Je suis alors à 34SA, c’était l’objectif et on a réussi ! Mon corps a tenu ! Comme s’il avait rempli la part du contrat. C’est le moment ! Le mardi 19 mai 2020, après une cinquième nuit en surveillance rapprochée, l’équipe (que je commence à très bien connaitre) arrive le matin. Tous les voyants sont au rouge, il faut y aller, on a tout essayé mais c’est la fin (ou plutôt le début d’une nouvelle aventure). Tout va vite, je me laisse entièrement faire. Mon mari est là et à 10h54, naît Agathe, 42 cm, 1,825kg. On a le temps de la voir deux secondes et elle part en réanimation dans la foulée.

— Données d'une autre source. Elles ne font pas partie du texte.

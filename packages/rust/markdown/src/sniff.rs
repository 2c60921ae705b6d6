//! Format sniffing: pick a parsing strategy without full validation.

use serde_json::Value;
use tracing::debug;

/// The result of sniffing a payload.
#[derive(Debug, Clone, PartialEq)]
pub enum Payload {
    /// A `{...}` object that parsed as JSON.
    Json(Value),
    /// Text carrying at least one heading or list marker.
    Markdown(String),
    /// Anything else, rendered as a single paragraph.
    PlainText(String),
}

/// Classify raw text as JSON, Markdown or plain text.
///
/// Only a trimmed `{ ... }` shape is tried as JSON, and a failed parse falls
/// back to [`Payload::PlainText`] with the original text.
pub fn sniff(raw: &str) -> Payload {
    let trimmed = raw.trim();

    if trimmed.starts_with('{') && trimmed.ends_with('}') {
        return match serde_json::from_str::<Value>(trimmed) {
            Ok(value) => Payload::Json(value),
            Err(e) => {
                debug!(error = %e, "json-shaped payload failed to parse");
                Payload::PlainText(raw.to_string())
            }
        };
    }

    if raw.lines().any(has_block_marker) {
        Payload::Markdown(raw.to_string())
    } else {
        Payload::PlainText(raw.to_string())
    }
}

fn has_block_marker(line: &str) -> bool {
    line.starts_with("## ") || line.starts_with("### ") || line.starts_with("- ")
}

#[cfg(test)]
mod tests {
    use super::*;

    #[test]
    fn json_object_is_json() {
        let payload = sniff("  {\"description\": \"Early blight\"}\n");
        match payload {
            Payload::Json(v) => assert_eq!(v["description"], "Early blight"),
            other => panic!("expected Json, got {other:?}"),
        }
    }

    #[test]
    fn broken_json_falls_back_to_plain_text() {
        let raw = "{not: valid json}";
        assert_eq!(sniff(raw), Payload::PlainText(raw.to_string()));
    }

    #[test]
    fn json_array_is_not_json_shaped() {
        let raw = "[1, 2, 3]";
        assert_eq!(sniff(raw), Payload::PlainText(raw.to_string()));
    }

    #[test]
    fn markers_make_markdown() {
        let raw = "Intro line\n## Treatment\n- spray copper";
        assert_eq!(sniff(raw), Payload::Markdown(raw.to_string()));
    }

    #[test]
    fn prose_is_plain_text() {
        let raw = "Plant appears healthy. No treatment needed.";
        assert_eq!(sniff(raw), Payload::PlainText(raw.to_string()));
    }
}
//! Plant disease diagnosis: upload an image, classify, render the treatment.

use serde::Serialize;
use tracing::{info, instrument};

use krishimitra_markdown::{RecommendationView, render_recommendation};
use krishimitra_services::{DiseaseClient, Prediction, Upload};
use krishimitra_shared::{KrishiMitraError, Result};

const NO_IMAGE: &str = "Please select an image first.";

/// What the user sees below the label.
#[derive(Debug, Clone, PartialEq, Eq, Serialize)]
#[serde(tag = "outcome", content = "treatment", rename_all = "snake_case")]
pub enum DiagnosisOutcome {
    /// The plant was classified healthy; no treatment is shown.
    Healthy,
    Treatment(RecommendationView),
}

#[derive(Debug, Clone, PartialEq, Serialize)]
pub struct Diagnosis {
    /// Class label exactly as returned by the classifier.
    pub label: String,
    pub display_label: String,
    /// Percentage, 0-100.
    pub confidence: f64,
    pub outcome: DiagnosisOutcome,
}

impl Diagnosis {
    pub fn is_healthy(&self) -> bool {
        matches!(self.outcome, DiagnosisOutcome::Healthy)
    }
}

/// Classify an image. Fails with `InputMissing` before any request when no
/// image was chosen.
#[instrument(skip_all, fields(file = image.as_ref().map(|i| i.file_name.as_str())))]
pub async fn diagnose(client: &DiseaseClient, image: Option<Upload>) -> Result<Diagnosis> {
    let image = image.ok_or_else(|| KrishiMitraError::input_missing(NO_IMAGE))?;

    let prediction = client.predict(image).await?;
    let diagnosis = interpret(prediction);

    info!(
        label = %diagnosis.label,
        confidence = diagnosis.confidence,
        healthy = diagnosis.is_healthy(),
        "diagnosis complete"
    );
    Ok(diagnosis)
}

/// Turn a raw prediction into a displayable diagnosis.
pub fn interpret(prediction: Prediction) -> Diagnosis {
    let outcome = if is_healthy_label(&prediction.disease) {
        DiagnosisOutcome::Healthy
    } else {
        DiagnosisOutcome::Treatment(render_recommendation(
            prediction.recommendations.as_deref().unwrap_or_default(),
        ))
    };

    Diagnosis {
        display_label: display_label(&prediction.disease),
        label: prediction.disease,
        confidence: prediction.confidence,
        outcome,
    }
}

pub fn is_healthy_label(label: &str) -> bool {
    label.to_lowercase().contains("healthy")
}

/// `Tomato___Late_blight` becomes `Tomato   Late blight`.
pub fn display_label(label: &str) -> String {
    label.replace('_', " ")
}
async fn cmd_advise(
    config: &AppConfig,
    request: AdvisoryRequest,
    email: Option<String>,
    watch: bool,
    interval: Option<u64>,
    out: Output,
) -> Result<()> {
    let flow = AdvisoryFlow::from_config(config)?;
    let mut session = SessionContext::default();
    if let Some(email) = email {
        session = session.with_user(UserProfile {
            id: "cli".into(),
            display_name: "CLI user".into(),
            email: Some(email),
        });
    }

    let spinner = CliProgress::new();
    spinner.phase("Fetching weather advisory");
    let result = flow.advise(&request, &mut session).await;
    spinner.clear();
    let (target, report) = result?;
    out.emit(&report, render::advisory_report)?;

    if !watch {
        return Ok(());
    }

    let period = interval.unwrap_or(config.weather.poll_interval_secs);
    info!(period, "watching for weather changes");
    eprintln!("Refreshing every {period}s. Press Ctrl-C to stop.");

    let shutdown = async {
        let _ = tokio::signal::ctrl_c().await;
    };
    let polls = WeatherPoller::new(&flow, target, Duration::from_secs(period))
        .run(
            |result| match result {
                Ok(report) => {
                    if let Err(e) = out.emit(&report, render::advisory_report) {
                        eprintln!("could not print advisory: {e}");
                    }
                }
                Err(e) => eprintln!("Refresh failed: {}", e.user_message()),
            },
            shutdown,
        )
        .await;

    info!(polls, "stopped watching");
    Ok(())
}

async fn cmd_news(config: &AppConfig, search: Option<&str>, pages: u32, out: Output) -> Result<()> {
    let client = NewsClient::from_config(config)?;
    let mut feed = NewsFeed::new();

    let spinner = CliProgress::new();
    for page in 1..=pages.max(1) {
        if !feed.has_more() {
            break;
        }
        spinner.phase(&format!("Loading news page {page}"));
        feed.load_more(&client).await?;
    }
    spinner.clear();

    let articles = feed.search(search.unwrap_or_default());
    out.emit(&articles, |articles| {
        articles
            .iter()
            .map(|a| {
                let when = a
                    .published_at
                    .map(|t| t.format("%d %b %Y").to_string())
                    .unwrap_or_default();
                format!(
                    "{}\n  {} {}\n  {}\n  {}\n\n",
                    a.title,
                    a.source.as_deref().unwrap_or("Unknown source"),
                    when,
                    a.content,
                    a.url
                )
            })
            .collect()
    })
}

async fn cmd_videos(
    config: &AppConfig,
    category: VideoCategory,
    page_token: Option<&str>,
    out: Output,
) -> Result<()> {
    let client = VideoClient::from_config(config)?;

    let spinner = CliProgress::new();
    spinner.phase(&format!("Searching {}", category.label()));
    let page = client.search(category, page_token).await;
    spinner.clear();

    out.emit(&page?, |page| {
        let mut text: String = page
            .videos
            .iter()
            .map(|v| {
                format!(
                    "{}\n  {}\n  {}\n\n",
                    v.title,
                    v.channel.as_deref().unwrap_or("Unknown channel"),
                    v.embed_url()
                )
            })
            .collect();
        if let Some(token) = &page.next_page_token {
            text.push_str(&format!("More: --page-token {token}\n"));
        }
        text
    })
}

async fn cmd_blogs(
    config: &AppConfig,
    search: Option<&str>,
    read: Option<&str>,
    out: Output,
) -> Result<()> {
    let client = BlogClient::from_config(config)?;
    let spinner = CliProgress::new();

    if let Some(url) = read {
        spinner.phase("Fetching article");
        let article = client.article(url).await;
        spinner.clear();
        return out.emit(&article?, |article| render::blocks(&article.blocks));
    }

    spinner.phase("Fetching blog listing");
    let posts = client.list().await;
    spinner.clear();
    let posts = posts?;

    let shown = blogs::search(&posts, search.unwrap_or_default());
    out.emit(&shown, |shown| {
        shown
            .iter()
            .map(|p| {
                format!(
                    "{}\n  {}\n  {}\n\n",
                    p.title,
                    p.description,
                    p.url.as_deref().unwrap_or("(no link)")
                )
            })
            .collect()
    })
}

async fn cmd_market(config: &AppConfig, crop: &str, market: &str, out: Output) -> Result<()> {
    let flow = MarketFlow::from_config(config)?;
    let progress = CliProgress::new();
    let dashboard = flow.dashboard(crop, market, &progress).await;
    progress.clear();

    out.emit(&dashboard?, render::dashboard)
}

async fn cmd_render(input: &Path, kind: RenderKind, out: Output) -> Result<()> {
    let text = if input == Path::new("-") {
        let mut buf = String::new();
        tokio::io::AsyncReadExt::read_to_string(&mut tokio::io::stdin(), &mut buf).await?;
        buf
    } else {
        tokio::fs::read_to_string(input)
            .await
            .map_err(|e| eyre!("cannot read {}: {e}", input.display()))?
    };

    let registry = ExtractorRegistry::new();
    let advisory_kind = match kind {
        RenderKind::Recommendation => {
            return out.emit(&render_recommendation(&text), render::recommendation);
        }
        RenderKind::Html => {
            let blocks = html_to_blocks(&text)?;
            return out.emit(&blocks, |b| render::blocks(b));
        }
        RenderKind::Soil => AdvisoryKind::Soil,
        RenderKind::Seasonal => AdvisoryKind::Seasonal,
        RenderKind::Plants => AdvisoryKind::Plants,
    };
    out.emit(&registry.render(advisory_kind, &text), render::advisory)
}

async fn cmd_config_init() -> Result<()> {
    let path = init_config()?;
    println!("Config initialized at: {}", path.display());
    Ok(())
}

async fn cmd_config_show(config: &AppConfig) -> Result<()> {
    let toml_str = toml::to_string_pretty(config)?;
    println!("{toml_str}");
    Ok(())
}

// ---------------------------------------------------------------------------
// CLI progress reporter
// ---------------------------------------------------------------------------

/// CLI progress reporter using an indicatif spinner.
struct CliProgress {
    spinner: ProgressBar,
}

impl CliProgress {
    fn new() -> Self {
        let spinner = ProgressBar::new_spinner();
        if let Ok(style) = ProgressStyle::with_template("{spinner:.green} {msg}") {
            spinner.set_style(
                style.tick_strings(&["⠋", "⠙", "⠹", "⠸", "⠼", "⠴", "⠦", "⠧", "⠇", "⠏"]),
            );
        }
        spinner.enable_steady_tick(Duration::from_millis(80));
        Self { spinner }
    }

    fn clear(&self) {
        self.spinner.finish_and_clear();
    }
}

impl ProgressReporter for CliProgress {
    fn phase(&self, name: &str) {
        self.spinner.set_message(name.to_string());
    }

    fn warn(&self, message: &str) {
        self.spinner.println(format!("  warning: {message}"));
    }

    fn done(&self, _summary: &str) {
        self.spinner.finish_and_clear();
    }
}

L’épreuve de la prématurité

Ça y est, elle est là ma si petite fille… Je me retrouve seule dans la salle d’opération et ensuite en salle de réveil. C’est déroutant de se sentir vide, je touche mon ventre par réflexe mais elle n’est plus là. Je vais avoir mal, très mal et je n’ai pas mon bébé à côté de moi alors que j’entends des bébés pleurer dans le couloir. La rencontre a été irréelle, elle avait un ballon d’oxygène sur la tête et moi, encore shootée par l’anesthésie, je ne réalisais pas. On n’avait pas le droit de la caresser, j’avais l’impression de tout faire mal, c’était mon bébé mais je n’y croyais pas. Et surtout je trouvais terrible de ne pas être la personne la plus à même de m’occuper d’elle alors que c’était justement mon bébé…

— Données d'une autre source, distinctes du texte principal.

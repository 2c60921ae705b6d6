//! Advisory extraction: soil management, seasonal planning and plant suitability.
//!
//! Each domain can be extracted by more than one strategy. Strategies implement
//! [`AdvisoryExtractor`] and are tried in priority order by the
//! [`ExtractorRegistry`]; when none produces anything the text is shown as
//! parsed blocks instead.

mod json;
mod label;

use serde::Serialize;
use tracing::debug;

use crate::blocks::{Block, parse_blocks};
use crate::extract::ExtractedSection;
use crate::normalize::payload_pipeline;

pub use json::JsonContractExtractor;
pub use label::{PlantLabelExtractor, SeasonLabelExtractor, SoilLabelExtractor};

// ---------------------------------------------------------------------------
// Domain types
// ---------------------------------------------------------------------------

/// Which advisory section a text describes.
#[derive(Debug, Clone, Copy, PartialEq, Eq, Hash, Serialize)]
#[serde(rename_all = "snake_case")]
pub enum AdvisoryKind {
    Soil,
    Seasonal,
    Plants,
}

/// One growing season's plan.
#[derive(Debug, Clone, Default, PartialEq, Eq, Serialize)]
pub struct SeasonPlan {
    pub name: String,
    #[serde(skip_serializing_if = "Option::is_none")]
    pub period: Option<String>,
    #[serde(skip_serializing_if = "Option::is_none")]
    pub crops: Option<String>,
    #[serde(skip_serializing_if = "Option::is_none")]
    pub preparations: Option<String>,
    #[serde(skip_serializing_if = "Option::is_none")]
    pub challenges: Option<String>,
}

/// A plant suited to the current conditions.
#[derive(Debug, Clone, Default, PartialEq, Eq, Serialize)]
pub struct PlantRecommendation {
    pub name: String,
    #[serde(skip_serializing_if = "Option::is_none")]
    pub suitability: Option<String>,
    #[serde(skip_serializing_if = "Option::is_none")]
    pub care_tip: Option<String>,
    #[serde(skip_serializing_if = "Option::is_none")]
    pub soil_requirements: Option<String>,
    #[serde(skip_serializing_if = "Option::is_none")]
    pub soil_prep: Option<String>,
}

/// Structured result of an extraction.
#[derive(Debug, Clone, PartialEq, Eq, Serialize)]
#[serde(tag = "kind", content = "content", rename_all = "snake_case")]
pub enum Advisory {
    Soil(ExtractedSection),
    Seasonal(Vec<SeasonPlan>),
    Plants(Vec<PlantRecommendation>),
}

impl Advisory {
    pub fn kind(&self) -> AdvisoryKind {
        match self {
            Self::Soil(_) => AdvisoryKind::Soil,
            Self::Seasonal(_) => AdvisoryKind::Seasonal,
            Self::Plants(_) => AdvisoryKind::Plants,
        }
    }

    pub fn is_empty(&self) -> bool {
        match self {
            Self::Soil(section) => section.is_empty(),
            Self::Seasonal(seasons) => seasons.is_empty(),
            Self::Plants(plants) => plants.is_empty(),
        }
    }
}

/// What to display for an advisory text.
#[derive(Debug, Clone, PartialEq, Eq, Serialize)]
#[serde(tag = "view", content = "content", rename_all = "snake_case")]
pub enum AdvisoryView {
    Structured(Advisory),
    Fallback(Vec<Block>),
}

// ---------------------------------------------------------------------------
// Trait
// ---------------------------------------------------------------------------

/// A strategy that turns advisory text into structured records.
///
/// Returning `None` (or an empty advisory) means "not recognized"; callers
/// fall back to block rendering.
pub trait AdvisoryExtractor: Send + Sync {
    /// Human-readable strategy name for tracing.
    fn name(&self) -> &str;

    /// The section this extractor understands.
    fn kind(&self) -> AdvisoryKind;

    fn extract(&self, text: &str) -> Option<Advisory>;
}

/// Render advisory text with a single extractor. Never fails.
pub fn render_advisory(extractor: &dyn AdvisoryExtractor, text: &str) -> AdvisoryView {
    let normalized = payload_pipeline(text);
    match extractor.extract(&normalized) {
        Some(advisory) if !advisory.is_empty() => {
            debug!(extractor = extractor.name(), "advisory extracted");
            AdvisoryView::Structured(advisory)
        }
        _ => {
            debug!(extractor = extractor.name(), "advisory not recognized, falling back to blocks");
            AdvisoryView::Fallback(parse_blocks(&normalized))
        }
    }
}

// ---------------------------------------------------------------------------
// Registry
// ---------------------------------------------------------------------------

/// Holds extractors in priority order.
pub struct ExtractorRegistry {
    extractors: Vec<Box<dyn AdvisoryExtractor>>,
}

impl ExtractorRegistry {
    /// All built-in extractors: the JSON contract first, label matching second.
    pub fn new() -> Self {
        Self {
            extractors: vec![
                Box::new(JsonContractExtractor::new(AdvisoryKind::Soil)),
                Box::new(JsonContractExtractor::new(AdvisoryKind::Seasonal)),
                Box::new(JsonContractExtractor::new(AdvisoryKind::Plants)),
                Box::new(SoilLabelExtractor),
                Box::new(SeasonLabelExtractor),
                Box::new(PlantLabelExtractor),
            ],
        }
    }

    /// Add an extractor ahead of the built-ins.
    pub fn register(&mut self, extractor: Box<dyn AdvisoryExtractor>) {
        self.extractors.insert(0, extractor);
    }

    /// First non-empty extraction for `kind`, if any extractor recognizes the text.
    pub fn extract(&self, kind: AdvisoryKind, text: &str) -> Option<Advisory> {
        let normalized = payload_pipeline(text);
        self.extractors
            .iter()
            .filter(|e| e.kind() == kind)
            .find_map(|e| {
                let advisory = e.extract(&normalized).filter(|a| !a.is_empty())?;
                debug!(extractor = e.name(), ?kind, "advisory extracted");
                Some(advisory)
            })
    }

    /// Structured view from the first extractor that recognizes the text,
    /// otherwise the parsed blocks.
    pub fn render(&self, kind: AdvisoryKind, text: &str) -> AdvisoryView {
        match self.extract(kind, text) {
            Some(advisory) => AdvisoryView::Structured(advisory),
            None => AdvisoryView::Fallback(parse_blocks(&payload_pipeline(text))),
        }
    }
}

impl Default for ExtractorRegistry {
    fn default() -> Self {
        Self::new()
    }
}

#[cfg(test)]
mod tests {
    use super::*;

    #[test]
    fn render_advisory_structured_when_labels_match() {
        let text = "Soil improvement suggestions: add compost\npH adjustment: apply lime";
        match render_advisory(&SoilLabelExtractor, text) {
            AdvisoryView::Structured(Advisory::Soil(section)) => {
                assert_eq!(section.get("improvements"), Some("add compost"));
                assert_eq!(section.get("ph_adjustment"), Some("apply lime"));
            }
            other => panic!("expected structured soil advisory, got {other:?}"),
        }
    }

    #[test]
    fn render_advisory_falls_back_to_blocks() {
        let text = "## Soil\n- keep it moist";
        let view = render_advisory(&SoilLabelExtractor, text);
        assert_eq!(view, AdvisoryView::Fallback(parse_blocks(text)));
    }

    #[test]
    fn render_advisory_falls_back_on_empty_input() {
        assert_eq!(
            render_advisory(&PlantLabelExtractor, ""),
            AdvisoryView::Fallback(Vec::new())
        );
    }

    #[test]
    fn registry_prefers_json_contract() {
        let registry = ExtractorRegistry::new();
        let text = r#"{"improvements": "add compost", "organicMatter": "mulch"}"#;
        let advisory = registry.extract(AdvisoryKind::Soil, text).expect("soil advisory");
        let Advisory::Soil(section) = advisory else {
            panic!("expected soil");
        };
        assert_eq!(section.get("organic_matter"), Some("mulch"));
    }

    #[test]
    fn registry_falls_through_to_labels() {
        let registry = ExtractorRegistry::new();
        let text = "1. **Tomato**\n- Suitability: warm days\n- Care tip: stake early";
        let advisory = registry.extract(AdvisoryKind::Plants, text).expect("plants");
        assert_eq!(advisory.kind(), AdvisoryKind::Plants);
    }

    #[test]
    fn registry_render_fallback() {
        let registry = ExtractorRegistry::new();
        let view = registry.render(AdvisoryKind::Seasonal, "No seasonal data available.");
        assert_eq!(
            view,
            AdvisoryView::Fallback(vec![Block::Paragraph("No seasonal data available.".into())])
        );
    }

    #[test]
    fn registered_extractor_runs_first() {
        struct Fixed;
        impl AdvisoryExtractor for Fixed {
            fn name(&self) -> &str {
                "fixed"
            }
            fn kind(&self) -> AdvisoryKind {
                AdvisoryKind::Plants
            }
            fn extract(&self, _text: &str) -> Option<Advisory> {
                Some(Advisory::Plants(vec![PlantRecommendation {
                    name: "Millet".into(),
                    ..Default::default()
                }]))
            }
        }

        let mut registry = ExtractorRegistry::new();
        registry.register(Box::new(Fixed));
        let Some(Advisory::Plants(plants)) = registry.extract(AdvisoryKind::Plants, "anything")
        else {
            panic!("expected plants");
        };
        assert_eq!(plants[0].name, "Millet");
    }
}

Agathe est restée un petit mois en réanimation néonatale puis néonatalogie, elle va bien aujourd’hui. J’ai pu l’allaiter grâce au tire-lait, elle a pris progressivement des forces. Elle avait juste besoin de temps et nous aussi finalement, ça a été si brutal. On s’est apprivoisées doucement.

Je sors le dimanche de l’hôpital. Je suis encore beaucoup suivie mais n’ayant pas d’unité kangourou, nous faisons les allers-retours et chaque retour est un déchirement. Il y a encore les restrictions Covid, nous avons le droit à une entrée et une sortie dans le service. Nous restons donc de 12h00 à 19h00 avec elle, entourés de « bip bip ». Nous savourons les petites étapes, le premier peau à peau, le premier bain… Nous pleurons parfois, nous ne voyons pas la fin. Mais c’est avec elle que nous rentrons le 12 juin ! 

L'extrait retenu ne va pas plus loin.